Rz. 41

Der Grundsatz der Kapitalerhaltung soll sicherstellen, dass während der Existenz der GmbH zumindest das Stammkapital erhalten bleibt, um den Gläubigern der Gesellschaft als Haftungsgrundlage zur Verfügung zu stehen. Sichergestellt wird die Kapitalerhaltung insbesondere durch § 30 Abs. 1 Satz 1 GmbHG, welcher regelt, dass das zur Erhaltung des Stammkapitals erforderliche Vermögen der Gesellschaft an die Gesellschafter nicht ausgezahlt werden darf. Diese Norm stellt die zentrale Gläubigerschutzbestimmung im GmbH-Recht dar.

 

Rz. 42

Das Auszahlungsverbot des § 30 Abs. 1 Satz 1 GmbHG gilt jedoch nicht in den nachfolgenden Fällen:

  • Bestehen eines Beherrschungs- oder Gewinnabführungsvertrags (vergleichbar § 291 AktG),
  • Vorliegen eines vollwertigen Gegenleistungsanspruchs (Leistungsaustausch),
  • Vorliegen eines vollwertigen Rückgewähranspruchs (kreditähnliches Geschäft),
  • Rückgewähr eines Gesellschafterdarlehens,
  • Rückgewähr von Gesellschafterdarlehen gleichgestellten Leistungen.[1]

Im Gegensatz zum Stammkapital unterliegen Nachschüsse nicht derselben strengen Bindung, auch wenn sie ebenfalls der Eigenkapitalbildung dienen. Eingezahlte Nachschüsse können, soweit sie nicht zur Deckung eines Verlusts am Stammkapital erforderlich sind, an die Gesellschafter zurückgezahlt werden (§ 30 Abs. 2 Satz 1 GmbHG).
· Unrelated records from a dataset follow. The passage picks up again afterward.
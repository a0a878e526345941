// Конфигурация приложения
// Логирование можно отключить только в режиме разработки

use crate::error::NegotiationError;
use crate::peer::types::ServerConfig;
use crate::utils::websocket_url;
use std::time::Duration;

#[cfg(debug_assertions)]
pub const LOGGING_ENABLED: bool = true; // В режиме отладки логирование включено

#[cfg(not(debug_assertions))]
pub const LOGGING_ENABLED: bool = false; // В продакшене логирование отключено

// Дополнительные настройки для режима разработки
#[cfg(debug_assertions)]
pub mod dev {
    // Для полного отключения логирования в режиме разработки
    // измените эту константу на false
    pub const ENABLE_LOGGING: bool = true;
}

#[cfg(not(debug_assertions))]
pub mod dev {
    pub const ENABLE_LOGGING: bool = false;
}

pub const DEFAULT_SERVER_URL: &str = "http://localhost:3000";
pub const DEFAULT_RETRY_DELAY: Duration = Duration::from_millis(1000);
pub const DEFAULT_MAX_RETRIES: u32 = 5;

/// Учётные данные Xirsys
#[derive(Debug, Clone, PartialEq, Eq)]
pub struct TurnCredentials {
    pub app_name: String,
    pub user: String,
    pub api_key: String,
}

/// Параметры одной сессии согласования
#[derive(Debug, Clone, PartialEq, Eq)]
pub struct NegotiationConfig {
    pub retry_delay: Duration,
    /// Сколько пустых ответов допускается до Failed
    pub max_retries: u32,
    pub relay_only: bool,
    pub capture_audio: bool,
    pub capture_video: bool,
}

impl Default for NegotiationConfig {
    fn default() -> Self {
        Self {
            retry_delay: DEFAULT_RETRY_DELAY,
            max_retries: DEFAULT_MAX_RETRIES,
            relay_only: false,
            capture_audio: true,
            capture_video: true,
        }
    }
}

#[derive(Debug, Clone, PartialEq, Eq)]
pub struct Config {
    pub server_url: String,
    pub signaling_url: String,
    pub turn: Option<TurnCredentials>,
    /// Непустой список заменяет провайдера TURN
    pub ice_servers: Vec<ServerConfig>,
    pub negotiation: NegotiationConfig,
}

impl Default for Config {
    fn default() -> Self {
        Self {
            server_url: DEFAULT_SERVER_URL.to_string(),
            signaling_url: websocket_url(DEFAULT_SERVER_URL),
            turn: None,
            ice_servers: Vec::new(),
            negotiation: NegotiationConfig::default(),
        }
    }
}

impl Config {
    pub fn from_env() -> Result<Self, NegotiationError> {
        Self::from_lookup(|key| std::env::var(key).ok())
    }

    /// Разбор из произвольного источника ключей (окружение, тесты)
    pub fn from_lookup<F>(lookup: F) -> Result<Self, NegotiationError>
    where
        F: Fn(&str) -> Option<String>,
    {
        let var = |key: &str| lookup(key).filter(|v| !v.trim().is_empty());
        let mut config = Config::default();

        if let Some(url) = var("SERVER_URL") {
            config.signaling_url = websocket_url(&url);
            config.server_url = url;
        }
        if let Some(url) = var("SIGNALING_URL") {
            config.signaling_url = url;
        }

        config.turn = match (
            var("TURN_APP_NAME"),
            var("TURN_USER_NAME"),
            var("TURN_API_KEY"),
        ) {
            (Some(app_name), Some(user), Some(api_key)) => Some(TurnCredentials {
                app_name,
                user,
                api_key,
            }),
            (None, None, None) => None,
            _ => {
                return Err(NegotiationError::Config(
                    "TURN_APP_NAME, TURN_USER_NAME and TURN_API_KEY must be set together".into(),
                ))
            }
        };

        if let Some(raw) = var("ROOMCALL_ICE_SERVERS") {
            let servers: Vec<ServerConfig> = serde_json::from_str(&raw)
                .map_err(|e| NegotiationError::Config(format!("ROOMCALL_ICE_SERVERS: {e}")))?;
            for server in &servers {
                server.validate()?;
            }
            config.ice_servers = servers;
        }

        if let Some(raw) = var("ROOMCALL_RETRY_DELAY_MS") {
            let ms = parse_number::<u64>("ROOMCALL_RETRY_DELAY_MS", &raw)?;
            config.negotiation.retry_delay = Duration::from_millis(ms);
        }
        if let Some(raw) = var("ROOMCALL_MAX_RETRIES") {
            config.negotiation.max_retries = parse_number("ROOMCALL_MAX_RETRIES", &raw)?;
        }
        if let Some(raw) = var("ROOMCALL_RELAY_ONLY") {
            config.negotiation.relay_only = parse_flag("ROOMCALL_RELAY_ONLY", &raw)?;
        }

        Ok(config)
    }
}

fn parse_number<T: std::str::FromStr>(key: &str, raw: &str) -> Result<T, NegotiationError> {
    raw.trim()
        .parse()
        .map_err(|_| NegotiationError::Config(format!("{key}: expected a number, got {raw:?}")))
}

fn parse_flag(key: &str, raw: &str) -> Result<bool, NegotiationError> {
    match raw.trim().to_ascii_lowercase().as_str() {
        "1" | "true" | "yes" | "on" => Ok(true),
        "0" | "false" | "no" | "off" => Ok(false),
        _ => Err(NegotiationError::Config(format!(
            "{key}: expected a boolean, got {raw:?}"
        ))),
    }
}
use crate::error::NegotiationError;
use crate::peer::adapter::RemoteTrack;
use crate::utils::random_id;
use serde::{Deserialize, Serialize};
use std::fmt;

/// Сторона звонка
#[derive(Serialize, Deserialize, Debug, Clone, Copy, PartialEq, Eq, Hash)]
#[serde(rename_all = "lowercase")]
pub enum Role {
    Host,
    Joiner,
}

impl fmt::Display for Role {
    fn fmt(&self, f: &mut fmt::Formatter<'_>) -> fmt::Result {
        match self {
            Role::Host => f.write_str("host"),
            Role::Joiner => f.write_str("joiner"),
        }
    }
}

/// Локальный идентификатор сессии (ключ в RetryScheduler и в логах)
#[derive(Debug, Clone, PartialEq, Eq, Hash)]
pub struct SessionId(String);

impl SessionId {
    pub fn random() -> Self {
        SessionId(random_id())
    }
}

impl From<&str> for SessionId {
    fn from(value: &str) -> Self {
        SessionId(value.to_string())
    }
}

impl fmt::Display for SessionId {
    fn fmt(&self, f: &mut fmt::Formatter<'_>) -> fmt::Result {
        f.write_str(&self.0)
    }
}

/// Состояния согласования, в порядке прохождения
#[derive(Serialize, Deserialize, Debug, Clone, Copy, PartialEq, Eq, Hash)]
#[serde(rename_all = "kebab-case")]
pub enum SessionState {
    Idle,
    CapturingMedia,
    DescribingLocal,
    GatheringCandidates,
    AwaitingRemote,
    Negotiated,
    Closed,
    Failed,
}

impl SessionState {
    fn rank(self) -> u8 {
        match self {
            SessionState::Idle => 0,
            SessionState::CapturingMedia => 1,
            SessionState::DescribingLocal => 2,
            SessionState::GatheringCandidates => 3,
            SessionState::AwaitingRemote => 4,
            SessionState::Negotiated => 5,
            SessionState::Closed | SessionState::Failed => 6,
        }
    }

    /// Closed или Failed: сессия больше ничего не принимает
    pub fn is_finished(self) -> bool {
        matches!(self, SessionState::Closed | SessionState::Failed)
    }

    /// Переходы только вперёд; Failed достижим лишь из AwaitingRemote.
    pub fn can_advance_to(self, next: SessionState) -> bool {
        if self.is_finished() {
            return false;
        }
        match next {
            SessionState::Closed => true,
            SessionState::Failed => self == SessionState::AwaitingRemote,
            _ => self != SessionState::Negotiated && next.rank() > self.rank(),
        }
    }
}

impl fmt::Display for SessionState {
    fn fmt(&self, f: &mut fmt::Formatter<'_>) -> fmt::Result {
        let name = match self {
            SessionState::Idle => "idle",
            SessionState::CapturingMedia => "capturing-media",
            SessionState::DescribingLocal => "describing-local",
            SessionState::GatheringCandidates => "gathering-candidates",
            SessionState::AwaitingRemote => "awaiting-remote",
            SessionState::Negotiated => "negotiated",
            SessionState::Closed => "closed",
            SessionState::Failed => "failed",
        };
        f.write_str(name)
    }
}

/// Одна попытка согласования в комнате. Принадлежит ровно одной машине состояний.
#[derive(Debug, Clone)]
pub struct Session {
    id: SessionId,
    room_id: String,
    role: Role,
    display_name: String,
    state: SessionState,
}

impl Session {
    pub fn new(room_id: impl Into<String>, role: Role, display_name: impl Into<String>) -> Self {
        Self {
            id: SessionId::random(),
            room_id: room_id.into(),
            role,
            display_name: display_name.into(),
            state: SessionState::Idle,
        }
    }

    pub fn id(&self) -> &SessionId {
        &self.id
    }

    pub fn room_id(&self) -> &str {
        &self.room_id
    }

    pub fn role(&self) -> Role {
        self.role
    }

    pub fn display_name(&self) -> &str {
        &self.display_name
    }

    pub fn state(&self) -> SessionState {
        self.state
    }

    /// Монотонный переход; возвращает предыдущее состояние.
    pub fn advance(&mut self, next: SessionState) -> Result<SessionState, NegotiationError> {
        let from = self.state;
        if !from.can_advance_to(next) {
            return Err(NegotiationError::InvalidTransition { from, to: next });
        }
        self.state = next;
        Ok(from)
    }
}

/// События для владельца сессии (UI, CLI)
#[derive(Debug, Clone)]
pub enum SessionEvent {
    StateChanged {
        from: SessionState,
        to: SessionState,
    },
    PeerNamed(String),
    RemoteTrack(RemoteTrack),
    CandidateRejected {
        candidate: String,
        reason: String,
    },
    Terminated {
        state: SessionState,
        error: Option<NegotiationError>,
    },
}

/// Итог работы сессии
#[derive(Debug, Clone, PartialEq, Eq)]
pub struct SessionReport {
    pub session_id: SessionId,
    pub room_id: String,
    pub role: Role,
    pub state: SessionState,
    pub error: Option<NegotiationError>,
    pub retries_scheduled: u32,
    pub candidates_sent: usize,
    pub candidates_applied: usize,
    pub candidates_rejected: usize,
    pub remote_display_name: Option<String>,
}
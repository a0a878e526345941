use crate::peer::types::ServerConfig;
use rand::Rng;

pub fn random_id() -> String {
    hex::encode(rand::rng().random::<[u8; 8]>())
}

/// Отображаемое имя участника по умолчанию: `USER-<0..999>`
pub fn display_name() -> String {
    format!("USER-{}", rand::rng().random_range(0..1000))
}

// Функция для добавления схемы протокола к URL ICE сервера, если она отсутствует
pub fn add_ice_url_scheme(config: &ServerConfig) -> String {
    // Если url уже начинается с "turn:" или "stun:", возвращаем как есть
    if config.url.starts_with("turn:")
        || config.url.starts_with("turns:")
        || config.url.starts_with("stun:")
    {
        config.url.clone()
    } else {
        // В зависимости от типа сервера добавляем нужную схему
        let scheme = if config.r#type == "turn" {
            "turn:"
        } else {
            "stun:"
        };
        format!("{}{}", scheme, config.url)
    }
}

/// ws(s):// адрес сигнального сервера по http(s):// адресу API
pub fn websocket_url(server_url: &str) -> String {
    if let Some(rest) = server_url.strip_prefix("https://") {
        format!("wss://{rest}")
    } else if let Some(rest) = server_url.strip_prefix("http://") {
        format!("ws://{rest}")
    } else {
        server_url.to_string()
    }
}
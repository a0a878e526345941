use crate::error::NegotiationError;
use crate::peer::adapter::RemoteTrack;
use crate::peer::types::IceCandidate;
use crate::session::{SessionEvent, SessionId, SessionState};
use log::{debug, info, warn, LevelFilter};
use std::io::Write;
use tokio::sync::mpsc;

/// Уровень по умолчанию, если RUST_LOG не задан
fn default_level() -> LevelFilter {
    // Проверяем конфигурацию логирования
    if crate::config::LOGGING_ENABLED && crate::config::dev::ENABLE_LOGGING {
        LevelFilter::Debug
    } else {
        LevelFilter::Off
    }
}

/// Логирование с временными метками. Повторный вызов ничего не делает.
pub fn init() {
    let mut builder = env_logger::Builder::new();
    builder.filter_level(default_level());
    if let Ok(filters) = std::env::var("RUST_LOG") {
        builder.parse_filters(&filters);
    }
    builder.format(|buf, record| {
        let now = chrono::Local::now();
        writeln!(
            buf,
            "RUST: [{}] {} {} {}",
            now.format("%Y-%m-%d %H:%M:%S%.3f"),
            record.level(),
            record.target(),
            record.args()
        )
    });
    let _ = builder.try_init();
}

/// Печать ICE-candidate при появлении
pub fn dump_candidate(label: &str, cand: &IceCandidate) {
    debug!(
        "Trickle {label}: candidate={} sdp_mid={:?} sdp_mline_index={:?} username_fragment={:?}",
        cand.candidate, cand.sdp_mid, cand.sdp_mline_index, cand.username_fragment
    );
}

/// Отправка событий сессии владельцу. Закрытый получатель не ошибка.
#[derive(Debug, Clone)]
pub struct Emitter {
    session: SessionId,
    tx: mpsc::UnboundedSender<SessionEvent>,
}

impl Emitter {
    pub fn new(session: SessionId, tx: mpsc::UnboundedSender<SessionEvent>) -> Self {
        Self { session, tx }
    }

    fn emit(&self, event: SessionEvent) {
        if self.tx.send(event).is_err() {
            debug!("[{}] event receiver dropped", self.session);
        }
    }

    pub fn state_changed(&self, from: SessionState, to: SessionState) {
        info!("[{}] {from} -> {to}", self.session);
        self.emit(SessionEvent::StateChanged { from, to });
    }

    pub fn peer_named(&self, name: &str) {
        info!("[{}] remote peer is {name}", self.session);
        self.emit(SessionEvent::PeerNamed(name.to_string()));
    }

    pub fn remote_track(&self, track: RemoteTrack) {
        info!(
            "[{}] remote {:?} track {} (stream {})",
            self.session, track.kind, track.id, track.stream_id
        );
        self.emit(SessionEvent::RemoteTrack(track));
    }

    pub fn candidate_rejected(&self, candidate: &str, reason: &str) {
        warn!("[{}] candidate rejected: {reason}: {candidate}", self.session);
        self.emit(SessionEvent::CandidateRejected {
            candidate: candidate.to_string(),
            reason: reason.to_string(),
        });
    }

    pub fn terminated(&self, state: SessionState, error: Option<NegotiationError>) {
        match &error {
            Some(e) => warn!("[{}] terminated in {state}: {e}", self.session),
            None => info!("[{}] terminated in {state}", self.session),
        }
        self.emit(SessionEvent::Terminated { state, error });
    }
}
Durch die Rückzahlung der Nachschüsse darf also keine Unterbilanz entstehen oder sich erhöhen. Die Zurückzahlung darf nicht vor Ablauf von 3 Monaten erfolgen, nachdem der Rückzahlungsbeschluss gemäß § 12 GmbHG bekanntgemacht ist (§ 30 Abs. 2 Satz 2 GmbHG).

 

Rz. 43

Wird gegen das Auszahlungsverbot des § 30 Abs. 1 Satz 1 GmbHG verstoßen, müssen gemäß § 31 Abs. 1 GmbHG die Zahlungen der Gesellschaft erstattet werden. Dieser eigenständige Erstattungsanspruch der Gesellschaft dient der Wiederherstellung des Stammkapitals im Interesse der Gesellschaft, der Gläubiger und auch einzelner Gesellschafter. Auf diese Weise soll sichergestellt werden, dass den Gesellschaftsgläubigern Vermögenswerte in Höhe des nominellen Stammkapitals erhalten bleiben.[2] War der empfangende Gesellschafter hingegen in gutem Glauben, so kann die Erstattung nur insoweit verlangt werden, wie sie zur Befriedigung der Gläubiger der Gesellschaft erforderlich ist (§ 31 Abs. 2 GmbHG). Guter Glaube ist insbesondere bei Kenntnis oder grob fahrlässiger Unkenntnis nicht gegeben.[3]

 

Rz. 44

Ist die Erstattung vom primär verpflichteten Empfänger nicht zu erlangen, so haften gemäß § 31 Abs. 3 GmbHG für den zu erstattenden Betrag, soweit er zur Befriedigung der Gesellschaftsgläubiger erforderlich ist, die übrigen Gesellschafter nach dem Verhältnis ihrer Geschäftsanteile (Ausfallhaftung). Entscheidend für die Eigenschaft als Gesellschafter ist der Zeitpunkt der Auszahlung.[4] Letzterer ist folglich auch maßgebend für das relevante Beteiligungsverhältnis. Fällt jedoch einer der subsidiär haftenden übrigen Gesellschafter aus, wird dessen zu erstattender Betrag ebenfalls nach dem Verhältnis der Geschäftsanteile auf die verbleibenden übrigen Gesellschafter verteilt (§ 31 Abs. 3 GmbHG).

 

Rz. 45

Die zu leistenden Zahlungen gelten gemäß § 31 Abs. 4 GmbHG zwingend sowohl für die primäre Erstattungspflicht als auch für die Ausfallhaftung. Im Fall der primären Erstattungspflicht verjähren die Ansprüche nach 10 Jahren und im Fall der Ausfallhaftung nach 5 Jahren (§ 31 Abs. 5 GmbHG). Zudem haften bei der Ausfallhaftung die Geschäftsführer solidarisch gegenüber den Gesellschaftern und sind zum Ersatz verpflichtet (§ 31 Abs. 6 GmbHG). Diese Regresshaftung gilt nicht bei primärer Erstattungspflicht.

[1] Ähnlich Heidinger, in Michalski/Heidinger/Leible/Schmidt, Kommentar zum GmbHG, 3. Aufl. 2017, § 30 GmbHG Rz. 183.
[2] Vgl. Schmolke, in Ziemons/Jaeger/Pöschke, Beck’scher Online-Kommentar GmbHG, 51. Aufl. 2022, § 30 GmbHG Rz. 1.
[3] Vgl. Servatius, in Noack/Servatius/Haas, GmbH-Gesetz, 23. Aufl. 2022, § 31 GmbHG Rz. 18a.
[4] Vgl. Altmeppen, in Altmeppen, GmbHG, 10. Aufl. 2021, § 31 GmbHG Rz. 24.